WHAT TO PRODUCE:
The whole listing below needs to be retyped without a single change.

MATERIAL PROVIDED:
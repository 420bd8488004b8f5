//! Learnctl configuration
//!
//! Configuration lives in config.toml. Lookup order:
//! 1. `--config` flag
//! 2. $LEARNCTL_CONFIG
//! 3. $XDG_CONFIG_HOME/learnboard/config.toml
//! 4. ~/.config/learnboard/config.toml
//!
//! A missing discovered file means defaults; a missing explicit file is an
//! error.

use anyhow::{Context, Result};
use learnboard_shared::audit::{AuditOptions, DEFAULT_COUNT_DIVISOR};
use learnboard_shared::report::ReportOptions;
use serde::{Deserialize, Serialize};
use std::fs;
use std::path::{Path, PathBuf};
use tracing::debug;

const CONFIG_FILE: &str = "config.toml";

#[derive(Debug, Clone, PartialEq, Eq, Serialize, Deserialize)]
pub struct LearnConfig {
    /// Directory holding user.json, xp.json, progress.json, audit.json, skills.json
    #[serde(default = "default_data_dir")]
    pub data_dir: PathBuf,

    /// Default tracing filter when RUST_LOG is unset
    #[serde(default = "default_log_level")]
    pub log_level: String,

    /// XP per audit when counts must be approximated from sums
    #[serde(default = "default_count_divisor")]
    pub audit_count_divisor: u64,

    /// ANSI colors in terminal output
    #[serde(default = "default_color")]
    pub color: bool,
}

fn default_data_dir() -> PathBuf {
    PathBuf::from(".")
}

fn default_log_level() -> String {
    "warn".to_string()
}

fn default_count_divisor() -> u64 {
    DEFAULT_COUNT_DIVISOR
}

fn default_color() -> bool {
    true
}

impl Default for LearnConfig {
    fn default() -> Self {
        Self {
            data_dir: default_data_dir(),
            log_level: default_log_level(),
            audit_count_divisor: default_count_divisor(),
            color: default_color(),
        }
    }
}

impl LearnConfig {
    /// Divisor clamped to at least 1
    pub fn effective_count_divisor(&self) -> u64 {
        self.audit_count_divisor.max(1)
    }

    pub fn report_options(&self) -> ReportOptions {
        ReportOptions {
            audit: AuditOptions {
                count_divisor: self.effective_count_divisor(),
            },
        }
    }

    /// Parse config from TOML text
    pub fn from_toml(text: &str) -> Result<Self> {
        toml::from_str(text).context("invalid config.toml")
    }

    /// Load from an explicit path, or discover one
    pub fn load(explicit: Option<&Path>) -> Result<Self> {
        if let Some(path) = explicit {
            let text = fs::read_to_string(path)
                .with_context(|| format!("cannot read config {}", path.display()))?;
            return Self::from_toml(&text);
        }

        match Self::discover_path() {
            Some(path) if path.exists() => {
                debug!(target: "learnctl", "loading config from {}", path.display());
                let text = fs::read_to_string(&path)
                    .with_context(|| format!("cannot read config {}", path.display()))?;
                Self::from_toml(&text)
            }
            _ => Ok(Self::default()),
        }
    }

    /// Discover config file path with fallback chain
    pub fn discover_path() -> Option<PathBuf> {
        if let Ok(path) = std::env::var("LEARNCTL_CONFIG") {
            return Some(PathBuf::from(path));
        }

        if let Ok(xdg_config) = std::env::var("XDG_CONFIG_HOME") {
            return Some(PathBuf::from(xdg_config).join("learnboard").join(CONFIG_FILE));
        }

        if let Ok(home) = std::env::var("HOME") {
            return Some(
                PathBuf::from(home)
                    .join(".config")
                    .join("learnboard")
                    .join(CONFIG_FILE),
            );
        }

        None
    }

    pub fn to_toml(&self) -> Result<String> {
        toml::to_string_pretty(self).context("cannot serialize config")
    }
}
//! Command execution for learnctl.

use crate::cli::{Cli, Commands};
use crate::config::LearnConfig;
use crate::display::{
    render_audit, render_projects, render_report, render_section, render_skills, render_xp,
    Palette,
};
use crate::source::{gather, FileSource, RecordSource};
use anyhow::{Context, Result};
use learnboard_shared::report::{build_report_from_raw, Report, ReportOptions};
use tracing::debug;

/// Apply command-line overrides on top of the loaded config
pub fn effective_config(cli: &Cli, mut config: LearnConfig) -> LearnConfig {
    if let Some(dir) = &cli.data_dir {
        config.data_dir = dir.clone();
    }
    if cli.no_color {
        config.color = false;
    }
    config
}

/// Gather, normalize and aggregate one report
pub async fn load_report<S: RecordSource>(source: &S, options: &ReportOptions) -> Result<Report> {
    let raw = gather(source).await?;
    let report = build_report_from_raw(&raw, options).context("cannot build report")?;
    debug!(
        target: "learnctl",
        "report built: {} xp, {} skipped records",
        report.total_xp,
        report.diagnostics.skipped_records
    );
    Ok(report)
}

/// Run a parsed command and return what to print on stdout
pub async fn run(cli: &Cli, config: &LearnConfig) -> Result<String> {
    let render: fn(&Report, &Palette) -> String = match cli.command {
        Commands::Config => return config.to_toml(),
        Commands::Report { .. } => render_report,
        Commands::Xp => |r, p| render_section(r, p, render_xp),
        Commands::Projects => |r, p| render_section(r, p, render_projects),
        Commands::Skills => |r, p| render_section(r, p, render_skills),
        Commands::Audit => |r, p| render_section(r, p, render_audit),
    };

    let source = FileSource::new(&config.data_dir);
    let report = load_report(&source, &config.report_options()).await?;

    if cli.command == (Commands::Report { json: true }) {
        return serde_json::to_string_pretty(&report).context("cannot serialize report");
    }
    Ok(render(&report, &Palette::new(config.color)))
}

TASK RESPONSE:
repository 420bd8488004b8f5
//! Learnctl configuration
//!
//! Configuration lives in config.toml. Lookup order:
//! 1. `--config` flag
//! 2. $LEARNCTL_CONFIG
//! 3. $XDG_CONFIG_HOME/learnboard/config.toml
//! 4. ~/.config/learnboard/config.toml
//!
//! A missing discovered file means defaults; a missing explicit file is an
//! error.

use anyhow::{Context, Result};
use learnboard_shared::audit::{AuditOptions, DEFAULT_COUNT_DIVISOR};
use learnboard_shared::report::ReportOptions;
use serde::{Deserialize, Serialize};
use std::fs;
use std::path::{Path, PathBuf};
use tracing::debug;

const CONFIG_FILE: &str = "config.toml";

#[derive(Debug, Clone, PartialEq, Eq, Serialize, Deserialize)]
pub struct LearnConfig {
    /// Directory holding user.json, xp.json, progress.json, audit.json, skills.json
    #[serde(default = "default_data_dir")]
    pub data_dir: PathBuf,

    /// Default tracing filter when RUST_LOG is unset
    #[serde(default = "default_log_level")]
    pub log_level: String,

    /// XP per audit when counts must be approximated from sums
    #[serde(default = "default_count_divisor")]
    pub audit_count_divisor: u64,

    /// ANSI colors in terminal output
    #[serde(default = "default_color")]
    pub color: bool,
}

fn default_data_dir() -> PathBuf {
    PathBuf::from(".")
}

fn default_log_level() -> String {
    "warn".to_string()
}

fn default_count_divisor() -> u64 {
    DEFAULT_COUNT_DIVISOR
}

fn default_color() -> bool {
    true
}

impl Default for LearnConfig {
    fn default() -> Self {
        Self {
            data_dir: default_data_dir(),
            log_level: default_log_level(),
            audit_count_divisor: default_count_divisor(),
            color: default_color(),
        }
    }
}

impl LearnConfig {
    /// Divisor clamped to at least 1
    pub fn effective_count_divisor(&self) -> u64 {
        self.audit_count_divisor.max(1)
    }

    pub fn report_options(&self) -> ReportOptions {
        ReportOptions {
            audit: AuditOptions {
                count_divisor: self.effective_count_divisor(),
            },
        }
    }

    /// Parse config from TOML text
    pub fn from_toml(text: &str) -> Result<Self> {
        toml::from_str(text).context("invalid config.toml")
    }

    /// Load from an explicit path, or discover one
    pub fn load(explicit: Option<&Path>) -> Result<Self> {
        if let Some(path) = explicit {
            let text = fs::read_to_string(path)
                .with_context(|| format!("cannot read config {}", path.display()))?;
            return Self::from_toml(&text);
        }

        match Self::discover_path() {
            Some(path) if path.exists() => {
                debug!(target: "learnctl", "loading config from {}", path.display());
                let text = fs::read_to_string(&path)
                    .with_context(|| format!("cannot read config {}", path.display()))?;
                Self::from_toml(&text)
            }
            _ => Ok(Self::default()),
        }
    }

    /// Discover config file path with fallback chain
    pub fn discover_path() -> Option<PathBuf> {
        if let Ok(path) = std::env::var("LEARNCTL_CONFIG") {
            return Some(PathBuf::from(path));
        }

        if let Ok(xdg_config) = std::env::var("XDG_CONFIG_HOME") {
            return Some(PathBuf::from(xdg_config).join("learnboard").join(CONFIG_FILE));
        }

        if let Ok(home) = std::env::var("HOME") {
            return Some(
                PathBuf::from(home)
                    .join(".config")
                    .join("learnboard")
                    .join(CONFIG_FILE),
            );
        }

        None
    }

    pub fn to_toml(&self) -> Result<String> {
        toml::to_string_pretty(self).context("cannot serialize config")
    }
}
//! Command execution for learnctl.

use crate::cli::{Cli, Commands};
use crate::config::LearnConfig;
use crate::display::{
    render_audit, render_projects, render_report, render_section, render_skills, render_xp,
    Palette,
};
use crate::source::{gather, FileSource, RecordSource};
use anyhow::{Context, Result};
use learnboard_shared::report::{build_report_from_raw, Report, ReportOptions};
use tracing::debug;

/// Apply command-line overrides on top of the loaded config
pub fn effective_config(cli: &Cli, mut config: LearnConfig) -> LearnConfig {
    if let Some(dir) = &cli.data_dir {
        config.data_dir = dir.clone();
    }
    if cli.no_color {
        config.color = false;
    }
    config
}

/// Gather, normalize and aggregate one report
pub async fn load_report<S: RecordSource>(source: &S, options: &ReportOptions) -> Result<Report> {
    let raw = gather(source).await?;
    let report = build_report_from_raw(&raw, options).context("cannot build report")?;
    debug!(
        target: "learnctl",
        "report built: {} xp, {} skipped records",
        report.total_xp,
        report.diagnostics.skipped_records
    );
    Ok(report)
}

/// Run a parsed command and return what to print on stdout
pub async fn run(cli: &Cli, config: &LearnConfig) -> Result<String> {
    let render: fn(&Report, &Palette) -> String = match cli.command {
        Commands::Config => return config.to_toml(),
        Commands::Report { .. } => render_report,
        Commands::Xp => |r, p| render_section(r, p, render_xp),
        Commands::Projects => |r, p| render_section(r, p, render_projects),
        Commands::Skills => |r, p| render_section(r, p, render_skills),
        Commands::Audit => |r, p| render_section(r, p, render_audit),
    };

    let source = FileSource::new(&config.data_dir);
    let report = load_report(&source, &config.report_options()).await?;

    if cli.command == (Commands::Report { json: true }) {
        return serde_json::to_string_pretty(&report).context("cannot serialize report");
    }
    Ok(render(&report, &Palette::new(config.color)))
}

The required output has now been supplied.